With U.S. pharmaceutical costs rising 13 percent to 17 percent per year, according to Tufts, cost considerations are driving formulary and clinical guidelines more than ever among health plan payers and prescription benefit plans. In turn, those considerations are putting increasing pressure on drug manufacturers to prove their newer, higher-cost medications are worth the price, the research institute noted.
"While drug companies are not required to demonstrate cost effectiveness to win regulatory approval to market drugs, their ability to provide such evidence has emerged as a de facto fourth hurdle to be eligible for third party reimbursement," said Joshua Cohen, senior fellow at Tufts CSDD and the study's author.
"This development may be an indication of things to come," Cohen warned. "Although no formal cost-effectiveness thresholds currently exist in the United States, the recently passed Medicare reform law authorized $50 million in funding to conduct research on, among other things, comparative effectiveness of prescription drugs."

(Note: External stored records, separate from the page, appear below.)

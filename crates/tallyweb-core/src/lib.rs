//! Core ledger processing and business logic
//!
//! - [`types`]: item numbers and user notices
//! - [`ledger`]: the 100-slot item ledger (totals or log variant)
//! - [`recorder`]: form validation and recording
//! - [`summary`]: read-only summary for display
//! - [`session`]: per-browser ledgers

pub mod error;
pub mod ledger;
pub mod recorder;
pub mod session;
pub mod summary;
pub mod types;

pub use error::{CoreError, CoreResult, ErrorCode, ErrorSeverity};
pub use ledger::{Ledger, Recorded};
pub use recorder::{record_submission, rejection_notice, TransactionForm};
pub use session::{Session, SessionStore};
pub use summary::{format_expression, LedgerSummary, SummaryRow};
pub use types::{ItemNumber, Notice, NoticeLevel};

// ==================== Tests ====================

The study examined the role of cost effectiveness in formulary and clinical practice guidelines in the United States and Europe. Among its findings, according to Tufts: The more that drug makers can demonstrate the cost effectiveness of their products, the more likely those drugs will be included in the formularies of health care insurance plans."
The study also found that:
* sixty-five percent of PBMs and managed care organizations now ask drug makers to provide clinical and cost evidence to support the listing of newly approved pharmaceuticals.
* nearly 30 percent of current clinical practice guidelines incorporate or refer to cost analyses. Five years ago, that figure was less than 10 percent.
* cost concerns weigh more heavily on clinical practice guidelines pertaining to preventive care than those relating to life-saving care.